A ground fault can occur when someone is washing down a countertop and water accidentally reaches an electrical appliance or outlet.

A special circuit breaker called a ground fault circuit interrupter breaker can provide protection against this type of fault. It contains the “normal” thermal magnetic circuit protection, along with a ground fault sensor.

A ground fault breaker can detect extremely low levels of current leakage to ground – from four to six milliamps. Standard circuit breakers can’t do that. The level of four to six milliamps was selected because, above this current level, it would be difficult for a person to physically let go of a conductor.

When only equipment protection is needed, a level of 30 milliamps is used for detection.

You must have two key pieces of information about an application before you can select panelboards, switchboards and overcurrent protection devices. These are:

Maximum continuous amps

Available fault current

NEC article 110-9 states: “Equipment intended to interrupt current at fault levels shall have an interrupting rating sufficient for the nominal circuit voltage and the current that is available at the line terminals of the equipment. Equipment intended to break current at other than fault levels shall have an interrupting rating at nominal circuit voltage sufficient for the current that must be interrupted.”

Section 110-9 was changed in the 1999 code by substituting the word interrupt for the work break in two places.

The interrupting rating of overcurrent protective devices is determined under standard test conditions.
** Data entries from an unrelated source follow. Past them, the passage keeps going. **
//! Injected job registry. The default implementation is in-memory: job
//! history lives exactly as long as the process, a documented limitation
//! of the source design.

use std::collections::HashMap;
use std::sync::RwLock;

use crate::models::IndexingJob;

/// Storage abstraction for indexing jobs, enabling persistence and test
/// doubles without touching orchestrator logic.
pub trait JobStore: Send + Sync {
    fn get(&self, job_id: &str) -> Option<IndexingJob>;
    fn put(&self, job: IndexingJob);
    fn list(&self) -> Vec<IndexingJob>;
}

#[derive(Default)]
pub struct InMemoryJobStore {
    jobs: RwLock<HashMap<String, IndexingJob>>,
    order: RwLock<Vec<String>>,
}

impl InMemoryJobStore {
    pub fn new() -> Self {
        Self::default()
    }
}

impl JobStore for InMemoryJobStore {
    fn get(&self, job_id: &str) -> Option<IndexingJob> {
        self.jobs.read().unwrap().get(job_id).cloned()
    }

    fn put(&self, job: IndexingJob) {
        let mut jobs = self.jobs.write().unwrap();
        if !jobs.contains_key(&job.id) {
            self.order.write().unwrap().push(job.id.clone());
        }
        jobs.insert(job.id.clone(), job);
    }

    fn list(&self) -> Vec<IndexingJob> {
        let jobs = self.jobs.read().unwrap();
        self.order
            .read()
            .unwrap()
            .iter()
            .filter_map(|id| jobs.get(id).cloned())
            .collect()
    }
}

#[cfg(test)]
mod tests {
    use super::*;
    use crate::models::JobStatus;

    #[test]
    fn put_then_get_round_trips() {
        let store = InMemoryJobStore::new();
        let job = IndexingJob::new("site-1", "/docs", true);
        let id = job.id.clone();

        store.put(job);
        let loaded = store.get(&id).expect("job should exist");
        assert_eq!(loaded.status, JobStatus::Pending);
    }

    #[test]
    fn list_preserves_submission_order() {
        let store = InMemoryJobStore::new();
        let first = IndexingJob::new("site-1", "/a", false);
        let second = IndexingJob::new("site-1", "/b", false);
        let (first_id, second_id) = (first.id.clone(), second.id.clone());

        store.put(first);
        store.put(second);

        let listed = store.list();
        assert_eq!(listed.len(), 2);
        assert_eq!(listed[0].id, first_id);
        assert_eq!(listed[1].id, second_id);
    }

    #[test]
    fn put_updates_existing_job_in_place() {
        let store = InMemoryJobStore::new();
        let mut job = IndexingJob::new("site-1", "/a", false);
        let id = job.id.clone();
        store.put(job.clone());

        job.status = JobStatus::Completed;
        store.put(job);

        assert_eq!(store.list().len(), 1);
        assert_eq!(store.get(&id).unwrap().status, JobStatus::Completed);
    }
}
It is important that the test conditions match the actual installation needs. Section 110-9 states that all fuses and circuit breakers intended to interrupt the circuit at fault levels must have an adequate interrupting rating wherever they are used in the electrical system. Fuses or circuit breakers that do not have adequate interrupting ratings could rupture while attempting to clear a short circuit.

The full rating method selects circuit protection devices with ratings equal to or greater than the available fault current.

Consider a building with 65,000 amps of fault current available at the service entrance. All downstream circuit protection device must be rated at 65,000 Ampere Interrupt Capacity (AIC). Although switchboards are available with short circuit Current Ratings up to 200,000 amps, anything over 100,000 AIC starts to get cost-prohibitive because additional bus bracing is required. In Figure 7, the main circuit breaker and all branch breakers are rated for 65,000 AIC.

The series rated method states that the main upstream circuit protection device must have an interrupting rating equal to or greater than the available fault current of the system, but downstream devices connected in series can be rated at lower values.

Under fault conditions, both the main device and the downstream device would open to clear the fault.

Consider a building with 42,000 amps of available fault current. Although the breaker at the service entrance is rated at 42,000 amps, additional downstream breakers could be rated at only 22,000 amps.

To receive UL listing, series-rated breaker combinations must first pass testing in series, then pass tests installed in panelboards and/or switchboards.

There are additional rating terms that need to be understood when selecting panelboards, switchboards and appropriate circuit protection devices. These are:

Current Rating: This is the level of fault current a piece of equipment can withstand without sustaining damage.

Interrupting Rating: This is the current rating a protective device (such as a Fuse or circuit breaker) can safely interrupt.

Ampere Rating: This is the current a protective device will carry continuously without deteriorating or exceeding temperature rise limits.

Voltage Rating: The voltage rating of a switchboard or panelboard can be higher than the system voltage, but never lower. For example, a 480 VAC switchboard could be used on a 240 VAC system. A 240 VAC switchboard could not be used on a 480 VAC system.